Brief
In the entries below, filter for the word "different" and copy every matching line.

Records from a data source

┌──

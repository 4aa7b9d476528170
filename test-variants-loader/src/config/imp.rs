// Copyright (c) The nextest Contributors
// SPDX-License-Identifier: MIT OR Apache-2.0

use super::fetch_timeout::deserialize_fetch_timeout;
use crate::{
    errors::{ConfigParseError, ConfigParseErrorKind},
    helpers::plural,
};
use camino::Utf8Path;
use config::{Config, ConfigBuilder, ConfigError, File, FileFormat, builder::DefaultState};
use serde::Deserialize;
use std::{collections::BTreeSet, num::NonZeroU32, time::Duration};
use test_variants_filtering::{GroupingKeys, PropKey, SortingKeys};
use test_variants_metadata::DEFAULT_PAGE_SIZE;
use tracing::warn;

/// Trait for handling configuration warnings.
///
/// The default implementation logs warnings with `tracing`; tests can collect
/// them instead.
pub trait ConfigWarnings {
    /// Handles unknown configuration keys found in a config file.
    fn unknown_config_keys(&mut self, config_file: &Utf8Path, unknown: &BTreeSet<String>);
}

/// Logs configuration warnings with `tracing`.
#[derive(Clone, Copy, Debug, Default)]
pub struct DefaultConfigWarnings;

impl ConfigWarnings for DefaultConfigWarnings {
    fn unknown_config_keys(&mut self, config_file: &Utf8Path, unknown: &BTreeSet<String>) {
        let unknown_str = if unknown.len() == 1 {
            // Print this on the same line.
            format!("key: {}", unknown.iter().next().map_or("", String::as_str))
        } else {
            let mut keys = String::from("keys:\n");
            for ignored_key in unknown {
                keys.push_str("\n  - ");
                keys.push_str(ignored_key);
            }
            keys
        };

        warn!(
            "in config file {}, ignoring unknown configuration {unknown_str}",
            config_file,
        );
    }
}

/// Settings for a [`TestLoader`](crate::loader::TestLoader).
#[derive(Clone, Debug, Eq, PartialEq)]
pub struct LoaderConfig {
    page_size: NonZeroU32,
    fetch_timeout: Option<Duration>,
    column_keys: Vec<PropKey>,
    sorting_keys: SortingKeys,
    grouping_keys: GroupingKeys,
}

impl LoaderConfig {
    /// The default location of the config file, relative to the directory
    /// passed into [`Self::from_sources`].
    pub const CONFIG_PATH: &'static str = ".config/test-variants.toml";

    /// Contents of the default config, as embedded in this crate.
    pub const DEFAULT_CONFIG: &'static str = include_str!("../../default-config.toml");

    /// Reads the config from `dir`, layering it over the embedded defaults.
    ///
    /// If `file` is `None`, the file at [`Self::CONFIG_PATH`] under `dir` is
    /// read if it exists. If `file` is specified, it must exist.
    ///
    /// Unknown keys are logged as warnings.
    pub fn from_sources(
        dir: impl AsRef<Utf8Path>,
        file: Option<&Utf8Path>,
    ) -> Result<Self, ConfigParseError> {
        Self::from_sources_with_warnings(dir, file, &mut DefaultConfigWarnings)
    }

    /// Reads the config, reporting unknown keys to `warnings`.
    pub fn from_sources_with_warnings(
        dir: impl AsRef<Utf8Path>,
        file: Option<&Utf8Path>,
        warnings: &mut impl ConfigWarnings,
    ) -> Result<Self, ConfigParseError> {
        let (config_file, source) = match file {
            Some(file) => (file.to_owned(), File::new(file.as_str(), FileFormat::Toml)),
            None => {
                let config_file = dir.as_ref().join(Self::CONFIG_PATH);
                let source = File::new(config_file.as_str(), FileFormat::Toml).required(false);
                (config_file, source)
            }
        };

        let builder = Self::make_default_config().add_source(source);
        Self::read(&builder, &config_file, warnings)
    }

    /// Returns the embedded default config.
    pub fn default_config() -> Self {
        Self::default()
    }

    fn make_default_config() -> ConfigBuilder<DefaultState> {
        Config::builder().add_source(File::from_str(Self::DEFAULT_CONFIG, FileFormat::Toml))
    }

    fn read(
        builder: &ConfigBuilder<DefaultState>,
        config_file: &Utf8Path,
        warnings: &mut impl ConfigWarnings,
    ) -> Result<Self, ConfigParseError> {
        let (deserialized, ignored) = Self::build_and_deserialize_config(builder)
            .map_err(|kind| ConfigParseError::new(config_file, kind))?;
        if !ignored.is_empty() {
            warnings.unknown_config_keys(config_file, &ignored);
        }

        let config = deserialized
            .compile()
            .map_err(|kind| ConfigParseError::new(config_file, kind))?;
        tracing::debug!(
            "read loader config from {config_file}: page size {}, {}",
            config.page_size,
            match config.fetch_timeout {
                Some(timeout) => format!("fetch timeout {}", humantime::format_duration(timeout)),
                None => "no fetch timeout".to_owned(),
            },
        );
        Ok(config)
    }

    fn build_and_deserialize_config(
        builder: &ConfigBuilder<DefaultState>,
    ) -> Result<(LoaderConfigDeserialize, BTreeSet<String>), ConfigParseErrorKind> {
        let config = builder
            .build_cloned()
            .map_err(|error| ConfigParseErrorKind::BuildError(Box::new(error)))?;

        let mut ignored = BTreeSet::new();
        let mut cb = |path: serde_ignored::Path| {
            ignored.insert(path.to_string());
        };
        let ignored_de = serde_ignored::Deserializer::new(config, &mut cb);
        let config: LoaderConfigDeserialize = serde_path_to_error::deserialize(ignored_de)
            .map_err(|error| {
                // The config crate also reports the key; drop it so the path
                // only shows up once.
                let path = error.path().clone();
                let error = match error.into_inner() {
                    ConfigError::At { error, .. } => *error,
                    other => other,
                };
                ConfigParseErrorKind::DeserializeError(Box::new(serde_path_to_error::Error::new(
                    path, error,
                )))
            })?;

        Ok((config, ignored))
    }

    /// Returns a copy of this config with a different page size.
    pub fn with_page_size(mut self, page_size: NonZeroU32) -> Self {
        self.page_size = page_size;
        self
    }

    /// Returns a copy of this config with a different fetch timeout.
    pub fn with_fetch_timeout(mut self, fetch_timeout: Option<Duration>) -> Self {
        self.fetch_timeout = fetch_timeout;
        self
    }

    /// The number of test variants to request per page.
    pub fn page_size(&self) -> NonZeroU32 {
        self.page_size
    }

    /// How long to wait for a single page, if bounded.
    pub fn fetch_timeout(&self) -> Option<Duration> {
        self.fetch_timeout
    }

    /// The presentation's variant columns.
    pub fn column_keys(&self) -> &[PropKey] {
        &self.column_keys
    }

    /// The sorting keys, with the default applied if none were configured.
    pub fn sorting_keys(&self) -> SortingKeys {
        if self.sorting_keys.is_empty() {
            SortingKeys::default_for_columns(&self.column_keys)
        } else {
            self.sorting_keys.clone()
        }
    }

    /// The grouping keys, with the default applied if none were configured.
    pub fn grouping_keys(&self) -> GroupingKeys {
        if self.grouping_keys.is_empty() {
            GroupingKeys::default_by_status()
        } else {
            self.grouping_keys.clone()
        }
    }
}

impl Default for LoaderConfig {
    fn default() -> Self {
        Self {
            page_size: NonZeroU32::new(DEFAULT_PAGE_SIZE).unwrap_or(NonZeroU32::MIN),
            fetch_timeout: None,
            column_keys: Vec::new(),
            sorting_keys: SortingKeys::default(),
            grouping_keys: GroupingKeys::default(),
        }
    }
}

#[derive(Debug, Deserialize)]
#[serde(rename_all = "kebab-case")]
struct LoaderConfigDeserialize {
    loader: LoaderSectionDeserialize,
    #[serde(default)]
    view: ViewSectionDeserialize,
}

#[derive(Debug, Deserialize)]
#[serde(rename_all = "kebab-case")]
struct LoaderSectionDeserialize {
    page_size: u32,
    #[serde(default, deserialize_with = "deserialize_fetch_timeout")]
    fetch_timeout: Option<Duration>,
}

#[derive(Debug, Default, Deserialize)]
#[serde(rename_all = "kebab-case")]
struct ViewSectionDeserialize {
    #[serde(default)]
    column_keys: Vec<String>,
    #[serde(default)]
    sorting_keys: Vec<String>,
    #[serde(default)]
    grouping_keys: Vec<String>,
}

impl LoaderConfigDeserialize {
    fn compile(self) -> Result<LoaderConfig, ConfigParseErrorKind> {
        let page_size =
            NonZeroU32::new(self.loader.page_size).ok_or(ConfigParseErrorKind::ZeroPageSize)?;

        let column_keys = self
            .view
            .column_keys
            .iter()
            .map(|key| PropKey::parse(key))
            .collect::<Result<Vec<_>, _>>()
            .map_err(|err| ConfigParseErrorKind::InvalidKey {
                section: "column-keys",
                err,
            })?;
        let sorting_keys = SortingKeys::parse(&self.view.sorting_keys).map_err(|err| {
            ConfigParseErrorKind::InvalidKey {
                section: "sorting-keys",
                err,
            }
        })?;
        let grouping_keys = GroupingKeys::parse(&self.view.grouping_keys).map_err(|err| {
            ConfigParseErrorKind::InvalidKey {
                section: "grouping-keys",
                err,
            }
        })?;

        if !self.view.column_keys.is_empty() {
            tracing::debug!(
                "configured {} {}",
                column_keys.len(),
                plural::columns_str(column_keys.len()),
            );
        }

        Ok(LoaderConfig {
            page_size,
            fetch_timeout: self.loader.fetch_timeout,
            column_keys,
            sorting_keys,
            grouping_keys,
        })
    }
}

└──

Answer box
    /// Returns a copy of this config with a different page size.
    /// Returns a copy of this config with a different fetch timeout.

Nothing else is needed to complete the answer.